**PROBLEM TO WORK ON:** Search the data below for the word "const" and report how many lines contain it. Nothing but the number is needed.

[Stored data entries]

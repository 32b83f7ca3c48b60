use crate::{BundleRelay, RelayConnector, RoundError, RoundOptions, Settlement, StatusFeed};
use alloy::{
    consensus::Transaction,
    eips::eip2718::Encodable2718,
    network::{Ethereum, EthereumWallet, NetworkWallet, TransactionBuilder},
    primitives::{keccak256, Address, Bytes},
    rpc::types::TransactionRequest,
};
use futures_util::{stream, StreamExt, TryStreamExt};
use std::sync::atomic::{AtomicBool, Ordering};
use tracing::{debug, instrument};
use volley_types::{BundleTransaction, BundledTx, SignedBundle, SlotStatus, SubmissionRecord};

/// Broadcasts in flight at once.
const BROADCAST_CONCURRENCY: usize = 4;

/// Signs ordered bundles and broadcasts them across a window of slots.
///
/// `BundleSender` is generic over:
/// - `C`: A [`RelayConnector`] opening the relay session
/// - `S`: A [`Settlement`] for nonce, gas and block height reads
///
/// The sender never waits for results. That is the job of the
/// [`InclusionTracker`].
///
/// [`InclusionTracker`]: crate::InclusionTracker
#[derive(Debug, Clone)]
pub struct BundleSender<C, S> {
    connector: C,
    settlement: S,
    wallet: EthereumWallet,
    options: RoundOptions,
}

impl<C, S> BundleSender<C, S> {
    /// Create a new sender signing with the wallet's default signer.
    pub const fn new(
        connector: C,
        settlement: S,
        wallet: EthereumWallet,
        options: RoundOptions,
    ) -> Self {
        Self { connector, settlement, wallet, options }
    }

    /// Get a reference to the relay connector.
    pub const fn connector(&self) -> &C {
        &self.connector
    }

    /// Get a reference to the settlement reader.
    pub const fn settlement(&self) -> &S {
        &self.settlement
    }

    /// Get the round options.
    pub const fn options(&self) -> &RoundOptions {
        &self.options
    }

    /// Address every bundle member is signed by.
    pub fn signer_address(&self) -> Address {
        NetworkWallet::<Ethereum>::default_signer_address(&self.wallet)
    }

    /// Build the signable request for one bundle member.
    fn member_request(
        &self,
        tx: &BundleTransaction,
        signer: Address,
        nonce: u64,
        gas_limit: u64,
    ) -> TransactionRequest {
        tx.transaction
            .to_request(signer)
            .with_to(tx.recipient)
            .with_chain_id(self.options.chain_id)
            .with_nonce(nonce)
            .with_gas_limit(gas_limit)
            .with_gas_price(tx.gas_price.unwrap_or(self.options.default_gas_price))
    }
}

impl<C, S> BundleSender<C, S>
where
    C: RelayConnector + Sync,
    C::Relay: Sync,
    S: Settlement + Sync,
{
    /// Assign nonces `nonce, nonce + 1, ..` in input order and fill in
    /// missing gas limits.
    async fn prepare(
        &self,
        txs: &[BundleTransaction],
        signer: Address,
        nonce: u64,
    ) -> Result<Vec<TransactionRequest>, RoundError> {
        let mut requests = Vec::with_capacity(txs.len());
        for (offset, tx) in (0u64..).zip(txs) {
            let gas_limit = match tx.gas_limit {
                Some(gas_limit) => gas_limit,
                None => self
                    .settlement
                    .estimate_resource_cost(tx.estimate_request(signer))
                    .await
                    .map_err(RoundError::boxed(RoundError::GasEstimation))?,
            };
            requests.push(self.member_request(tx, signer, nonce + offset, gas_limit));
        }
        Ok(requests)
    }

    /// Sign `txs` as one bundle and broadcast it to the next
    /// [`RoundOptions::slot_width`] slots.
    ///
    /// Slot `i` of `feed` targets `height + i` and turns
    /// [`SlotStatus::Submitted`] as soon as its own broadcast succeeds.
    /// Returns the relay session for the tracker to reuse.
    #[instrument(skip_all, fields(txs = txs.len(), width = self.options.slot_width))]
    pub async fn send(
        &self,
        txs: &[BundleTransaction],
        feed: &StatusFeed,
    ) -> Result<C::Relay, RoundError> {
        if txs.is_empty() {
            return Err(RoundError::NoTransactions);
        }
        if self.options.slot_width == 0 {
            return Err(RoundError::EmptySlotWindow);
        }

        let relay =
            self.connector.connect().await.map_err(RoundError::boxed(RoundError::RelaySession))?;

        let signer = self.signer_address();
        let nonce = self
            .settlement
            .sequence_number(signer)
            .await
            .map_err(RoundError::boxed(RoundError::SequenceFetch))?;
        debug!(%signer, nonce, "fetched sequence number");

        let requests = self.prepare(txs, signer, nonce).await?;
        let bundle = sign_bundle(&self.wallet, requests).await?;

        let height = self
            .settlement
            .block_height()
            .await
            .map_err(RoundError::boxed(RoundError::BlockHeightFetch))?;

        broadcast(&relay, &bundle, height, self.options.slot_width, feed).await?;
        Ok(relay)
    }
}

/// Broadcast `bundle` to slots `height .. height + width`, marking each slot
/// submitted in slot order.
///
/// After the first failure no further slot is sent to. Broadcasts already
/// in flight still run to completion and are recorded, since the relay may
/// have accepted them. The first failure in slot order is returned.
async fn broadcast<R>(
    relay: &R,
    bundle: &SignedBundle,
    height: u64,
    width: u64,
    feed: &StatusFeed,
) -> Result<(), RoundError>
where
    R: BundleRelay + Sync,
{
    let failed = AtomicBool::new(false);
    let failed = &failed;

    let mut sends = std::pin::pin!(stream::iter(height..height + width)
        .map(|slot| async move {
            if failed.load(Ordering::Acquire) {
                return None;
            }
            let result = relay
                .send_bundle(bundle, slot)
                .await
                .map(|handle| SubmissionRecord::new(slot, handle))
                .map_err(|error| RoundError::Broadcast { slot, source: Box::new(error) });
            if result.is_err() {
                failed.store(true, Ordering::Release);
            }
            Some(result)
        })
        .buffered(BROADCAST_CONCURRENCY));

    let mut first_error = None;
    while let Some(outcome) = sends.next().await {
        match outcome {
            Some(Ok(record)) => {
                let index = (record.target_slot - height) as usize;
                debug!(slot = record.target_slot, "bundle submitted");
                feed.set_slot(index, SlotStatus::Submitted(record));
            }
            Some(Err(error)) => {
                if first_error.is_none() {
                    first_error = Some(error);
                }
            }
            None => {}
        }
    }

    first_error.map_or(Ok(()), Err)
}

/// Sign and encode a fully populated request.
#[instrument(skip_all)]
async fn sign_and_encode_tx(
    wallet: &EthereumWallet,
    request: TransactionRequest,
) -> Result<(Bytes, BundledTx), RoundError> {
    let signer = request
        .from
        .unwrap_or_else(|| NetworkWallet::<Ethereum>::default_signer_address(wallet));

    let envelope =
        request.build(wallet).await.map_err(RoundError::boxed(RoundError::Signing))?;

    let raw = Bytes::from(envelope.encoded_2718());
    let member = BundledTx { hash: keccak256(&raw), signer, nonce: envelope.nonce() };
    Ok((raw, member))
}

/// Sign populated requests as one ordered bundle.
///
/// Every request must carry its nonce, gas limit, gas price and chain id.
pub async fn sign_bundle(
    wallet: &EthereumWallet,
    requests: Vec<TransactionRequest>,
) -> Result<SignedBundle, RoundError> {
    let signed: Vec<(Bytes, BundledTx)> = stream::iter(requests)
        .then(|request| sign_and_encode_tx(wallet, request))
        .try_collect()
        .await?;

    let mut bundle = SignedBundle::new();
    for (raw, member) in signed {
        bundle.push(raw, member);
    }
    Ok(bundle)
}

#[cfg(test)]
mod test {
    use super::*;
    use alloy::{
        consensus::TxEnvelope,
        eips::eip2718::Decodable2718,
        primitives::U256,
        signers::local::PrivateKeySigner,
    };

    fn request(signer: Address, nonce: u64) -> TransactionRequest {
        TransactionRequest::default()
            .with_from(signer)
            .with_to(Address::repeat_byte(0xdf))
            .with_input(vec![0xab])
            .with_chain_id(100)
            .with_nonce(nonce)
            .with_gas_limit(50_000)
            .with_gas_price(2_000_000_000)
    }

    #[tokio::test]
    async fn signs_in_order() {
        let signer = PrivateKeySigner::random();
        let address = signer.address();
        let wallet = EthereumWallet::from(signer);

        let bundle =
            sign_bundle(&wallet, vec![request(address, 4), request(address, 5)]).await.unwrap();

        assert_eq!(bundle.len(), 2);
        assert_eq!(bundle.nonces().collect::<Vec<_>>(), vec![4, 5]);

        for (raw, member) in bundle.txs().iter().zip(bundle.members()) {
            assert_eq!(member.hash, keccak256(raw));
            assert_eq!(member.signer, address);

            let envelope = TxEnvelope::decode_2718(&mut raw.as_ref()).unwrap();
            assert!(envelope.is_legacy());
            assert_eq!(envelope.gas_price(), Some(2_000_000_000));
            assert_eq!(envelope.value(), U256::ZERO);
        }
    }

    #[tokio::test]
    async fn incomplete_request_fails_signing() {
        let signer = PrivateKeySigner::random();
        let address = signer.address();
        let wallet = EthereumWallet::from(signer);

        let mut incomplete = request(address, 0);
        incomplete.gas = None;

        let err = sign_bundle(&wallet, vec![incomplete]).await.unwrap_err();
        assert!(matches!(err, RoundError::Signing(_)));
    }
}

**SOLUTION TO THIS EXERCISE:** 5